## GIVEN DATA

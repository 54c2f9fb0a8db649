//! Operator commands, as sent by the console.

use rcj_core::{ObjectId, TeamColor};
use serde::Deserialize;
use serde_json::{Map, Value};
use thiserror::Error;

use crate::Rule;

#[derive(Debug, Error)]
pub enum CommandError {
    #[error("malformed command: {0}")]
    Json(#[from] serde_json::Error),
    #[error("bad arguments for {msg}: {source}")]
    Args {
        msg: String,
        #[source]
        source: serde_json::Error,
    },
}

/// A command as it arrives on the wire: `{msg, args, response_id}`.
#[derive(Debug, Clone, PartialEq, Deserialize)]
pub struct RawCommand {
    pub msg: String,
    #[serde(default)]
    pub args: Map<String, Value>,
    #[serde(default)]
    pub response_id: Option<Value>,
}

#[derive(Debug, Clone, Copy, PartialEq, Eq, Deserialize)]
#[serde(rename_all = "lowercase")]
pub enum MoveProperty {
    X,
    Y,
    /// Heading in degrees. Ignored for the ball.
    A,
}

#[derive(Debug, Clone, PartialEq)]
pub enum Command {
    Setup,
    Reset,
    SetController { team: TeamColor, controller: String },
    SetRule { rule: Rule, enabled: bool },
    SaveState,
    RestoreState,
    RandomizeBall,
    MoveObject {
        object: ObjectId,
        property: MoveProperty,
        value: f64,
    },
    MoveOut,
}

#[derive(Deserialize)]
struct SetControllerArgs {
    team: TeamColor,
    controller: String,
}

#[derive(Deserialize)]
struct EnabledArgs {
    enabled: bool,
}

#[derive(Deserialize)]
struct MoveObjectArgs {
    object: String,
    property: MoveProperty,
    value: f64,
}

impl RawCommand {
    pub fn parse(text: &str) -> Result<Self, CommandError> {
        Ok(serde_json::from_str(text)?)
    }

    fn args<T: for<'de> Deserialize<'de>>(&self) -> Result<T, CommandError> {
        serde_json::from_value(Value::Object(self.args.clone())).map_err(|source| CommandError::Args {
            msg: self.msg.clone(),
            source,
        })
    }

    /// Resolve into a typed command. Unknown commands, and moves of objects
    /// that do not exist, give `Ok(None)`.
    pub fn command(&self) -> Result<Option<Command>, CommandError> {
        let rule = match self.msg.as_str() {
            "set_check_timer" => Some(Rule::Timer),
            "set_check_progress" => Some(Rule::Progress),
            "set_check_goal" => Some(Rule::Goal),
            "set_check_robots_in_penalty_area" => Some(Rule::RobotsInPenaltyArea),
            _ => None,
        };
        if let Some(rule) = rule {
            let EnabledArgs { enabled } = self.args()?;
            return Ok(Some(Command::SetRule { rule, enabled }));
        }

        let command = match self.msg.as_str() {
            "setup" => Command::Setup,
            "reset" => Command::Reset,
            "set_controller" => {
                let SetControllerArgs { team, controller } = self.args()?;
                Command::SetController { team, controller }
            }
            "save_state" => Command::SaveState,
            "restore_state" => Command::RestoreState,
            "randomize_ball" => Command::RandomizeBall,
            "move_object" => {
                let MoveObjectArgs {
                    object,
                    property,
                    value,
                } = self.args()?;
                let Ok(object) = object.parse::<ObjectId>() else {
                    log::debug!("move_object: no object {}", object);
                    return Ok(None);
                };
                Command::MoveObject {
                    object,
                    property,
                    value,
                }
            }
            "move_out" => Command::MoveOut,
            _ => return Ok(None),
        };
        Ok(Some(command))
    }

    /// The line logged for every received command.
    pub fn echo(&self) -> String {
        let args = self
            .args
            .iter()
            .map(|(k, v)| match v {
                Value::String(s) => format!("{k}: {s}"),
                other => format!("{k}: {other}"),
            })
            .collect::<Vec<_>>()
            .join(", ");
        let mut line = format!(">>> supervisor.{}({})", self.msg, args);
        match &self.response_id {
            None | Some(Value::Null) => {}
            Some(Value::String(id)) => line.push_str(&format!(" -> {id}")),
            Some(id) => line.push_str(&format!(" -> {id}")),
        }
        line
    }
}

#[cfg(test)]
mod tests {
    use super::*;

    #[test]
    fn parses_known_commands() {
        let raw = RawCommand::parse(r#"{"msg": "set_controller", "args": {"team": "Y", "controller": "chaser"}, "response_id": 7}"#)
            .unwrap();
        assert_eq!(
            raw.command().unwrap(),
            Some(Command::SetController {
                team: TeamColor::Yellow,
                controller: "chaser".into()
            })
        );
        assert_eq!(
            raw.echo(),
            ">>> supervisor.set_controller(controller: chaser, team: Y) -> 7"
        );

        let raw = RawCommand::parse(r#"{"msg": "set_check_goal", "args": {"enabled": false}}"#).unwrap();
        assert_eq!(
            raw.command().unwrap(),
            Some(Command::SetRule {
                rule: Rule::Goal,
                enabled: false
            })
        );
        assert_eq!(raw.echo(), ">>> supervisor.set_check_goal(enabled: false)");

        let raw = RawCommand::parse(
            r#"{"msg": "move_object", "args": {"object": "BALL", "property": "x", "value": 0.2}, "response_id": null}"#,
        )
        .unwrap();
        assert_eq!(
            raw.command().unwrap(),
            Some(Command::MoveObject {
                object: ObjectId::Ball,
                property: MoveProperty::X,
                value: 0.2
            })
        );
    }

    #[test]
    fn unknown_commands_are_not_errors() {
        let raw = RawCommand::parse(r#"{"msg": "dance", "args": {}}"#).unwrap();
        assert_eq!(raw.command().unwrap(), None);
    }

    #[test]
    fn moving_unknown_objects_is_ignored() {
        let raw = RawCommand::parse(r#"{"msg": "move_object", "args": {"object": "R9", "property": "x", "value": 1}}"#)
            .unwrap();
        assert_eq!(raw.command().unwrap(), None);
        let raw = RawCommand::parse(r#"{"msg": "move_object", "args": {"object": "B4", "property": "y", "value": 0}}"#)
            .unwrap();
        assert_eq!(raw.command().unwrap(), None);
    }

    #[test]
    fn bad_arguments() {
        let raw = RawCommand::parse(r#"{"msg": "set_check_timer", "args": {"enabled": "yes"}}"#).unwrap();
        assert!(matches!(raw.command(), Err(CommandError::Args { .. })));
        let raw = RawCommand::parse(r#"{"msg": "move_object", "args": {"object": "B1", "property": "z", "value": 1}}"#)
            .unwrap();
        assert!(raw.command().is_err());
        assert!(RawCommand::parse("not json").is_err());
        assert!(RawCommand::parse(r#"{"args": {}}"#).is_err());
    }
}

## INSTRUCTIONS TO FOLLOW
Please reproduce every record shown above, exactly as written.

## OUTPUT BELOW
repository 54c2f9fb0a8db649
//! Operator commands, as sent by the console.

use rcj_core::{ObjectId, TeamColor};
use serde::Deserialize;
use serde_json::{Map, Value};
use thiserror::Error;

use crate::Rule;

#[derive(Debug, Error)]
pub enum CommandError {
    #[error("malformed command: {0}")]
    Json(#[from] serde_json::Error),
    #[error("bad arguments for {msg}: {source}")]
    Args {
        msg: String,
        #[source]
        source: serde_json::Error,
    },
}

/// A command as it arrives on the wire: `{msg, args, response_id}`.
#[derive(Debug, Clone, PartialEq, Deserialize)]
pub struct RawCommand {
    pub msg: String,
    #[serde(default)]
    pub args: Map<String, Value>,
    #[serde(default)]
    pub response_id: Option<Value>,
}

#[derive(Debug, Clone, Copy, PartialEq, Eq, Deserialize)]
#[serde(rename_all = "lowercase")]
pub enum MoveProperty {
    X,
    Y,
    /// Heading in degrees. Ignored for the ball.
    A,
}

#[derive(Debug, Clone, PartialEq)]
pub enum Command {
    Setup,
    Reset,
    SetController { team: TeamColor, controller: String },
    SetRule { rule: Rule, enabled: bool },
    SaveState,
    RestoreState,
    RandomizeBall,
    MoveObject {
        object: ObjectId,
        property: MoveProperty,
        value: f64,
    },
    MoveOut,
}

#[derive(Deserialize)]
struct SetControllerArgs {
    team: TeamColor,
    controller: String,
}

#[derive(Deserialize)]
struct EnabledArgs {
    enabled: bool,
}

#[derive(Deserialize)]
struct MoveObjectArgs {
    object: String,
    property: MoveProperty,
    value: f64,
}

impl RawCommand {
    pub fn parse(text: &str) -> Result<Self, CommandError> {
        Ok(serde_json::from_str(text)?)
    }

    fn args<T: for<'de> Deserialize<'de>>(&self) -> Result<T, CommandError> {
        serde_json::from_value(Value::Object(self.args.clone())).map_err(|source| CommandError::Args {
            msg: self.msg.clone(),
            source,
        })
    }

    /// Resolve into a typed command. Unknown commands, and moves of objects
    /// that do not exist, give `Ok(None)`.
    pub fn command(&self) -> Result<Option<Command>, CommandError> {
        let rule = match self.msg.as_str() {
            "set_check_timer" => Some(Rule::Timer),
            "set_check_progress" => Some(Rule::Progress),
            "set_check_goal" => Some(Rule::Goal),
            "set_check_robots_in_penalty_area" => Some(Rule::RobotsInPenaltyArea),
            _ => None,
        };
        if let Some(rule) = rule {
            let EnabledArgs { enabled } = self.args()?;
            return Ok(Some(Command::SetRule { rule, enabled }));
        }

        let command = match self.msg.as_str() {
            "setup" => Command::Setup,
            "reset" => Command::Reset,
            "set_controller" => {
                let SetControllerArgs { team, controller } = self.args()?;
                Command::SetController { team, controller }
            }
            "save_state" => Command::SaveState,
            "restore_state" => Command::RestoreState,
            "randomize_ball" => Command::RandomizeBall,
            "move_object" => {
                let MoveObjectArgs {
                    object,
                    property,
                    value,
                } = self.args()?;
                let Ok(object) = object.parse::<ObjectId>() else {
                    log::debug!("move_object: no object {}", object);
                    return Ok(None);
                };
                Command::MoveObject {
                    object,
                    property,
                    value,
                }
            }
            "move_out" => Command::MoveOut,
            _ => return Ok(None),
        };
        Ok(Some(command))
    }

    /// The line logged for every received command.
    pub fn echo(&self) -> String {
        let args = self
            .args
            .iter()
            .map(|(k, v)| match v {
                Value::String(s) => format!("{k}: {s}"),
                other => format!("{k}: {other}"),
            })
            .collect::<Vec<_>>()
            .join(", ");
        let mut line = format!(">>> supervisor.{}({})", self.msg, args);
        match &self.response_id {
            None | Some(Value::Null) => {}
            Some(Value::String(id)) => line.push_str(&format!(" -> {id}")),
            Some(id) => line.push_str(&format!(" -> {id}")),
        }
        line
    }
}

#[cfg(test)]
mod tests {
    use super::*;

    #[test]
    fn parses_known_commands() {
        let raw = RawCommand::parse(r#"{"msg": "set_controller", "args": {"team": "Y", "controller": "chaser"}, "response_id": 7}"#)
            .unwrap();
        assert_eq!(
            raw.command().unwrap(),
            Some(Command::SetController {
                team: TeamColor::Yellow,
                controller: "chaser".into()
            })
        );
        assert_eq!(
            raw.echo(),
            ">>> supervisor.set_controller(controller: chaser, team: Y) -> 7"
        );

        let raw = RawCommand::parse(r#"{"msg": "set_check_goal", "args": {"enabled": false}}"#).unwrap();
        assert_eq!(
            raw.command().unwrap(),
            Some(Command::SetRule {
                rule: Rule::Goal,
                enabled: false
            })
        );
        assert_eq!(raw.echo(), ">>> supervisor.set_check_goal(enabled: false)");

        let raw = RawCommand::parse(
            r#"{"msg": "move_object", "args": {"object": "BALL", "property": "x", "value": 0.2}, "response_id": null}"#,
        )
        .unwrap();
        assert_eq!(
            raw.command().unwrap(),
            Some(Command::MoveObject {
                object: ObjectId::Ball,
                property: MoveProperty::X,
                value: 0.2
            })
        );
    }

    #[test]
    fn unknown_commands_are_not_errors() {
        let raw = RawCommand::parse(r#"{"msg": "dance", "args": {}}"#).unwrap();
        assert_eq!(raw.command().unwrap(), None);
    }

    #[test]
    fn moving_unknown_objects_is_ignored() {
        let raw = RawCommand::parse(r#"{"msg": "move_object", "args": {"object": "R9", "property": "x", "value": 1}}"#)
            .unwrap();
        assert_eq!(raw.command().unwrap(), None);
        let raw = RawCommand::parse(r#"{"msg": "move_object", "args": {"object": "B4", "property": "y", "value": 0}}"#)
            .unwrap();
        assert_eq!(raw.command().unwrap(), None);
    }

    #[test]
    fn bad_arguments() {
        let raw = RawCommand::parse(r#"{"msg": "set_check_timer", "args": {"enabled": "yes"}}"#).unwrap();
        assert!(matches!(raw.command(), Err(CommandError::Args { .. })));
        let raw = RawCommand::parse(r#"{"msg": "move_object", "args": {"object": "B1", "property": "z", "value": 1}}"#)
            .unwrap();
        assert!(raw.command().is_err());
        assert!(RawCommand::parse("not json").is_err());
        assert!(RawCommand::parse(r#"{"args": {}}"#).is_err());
    }
}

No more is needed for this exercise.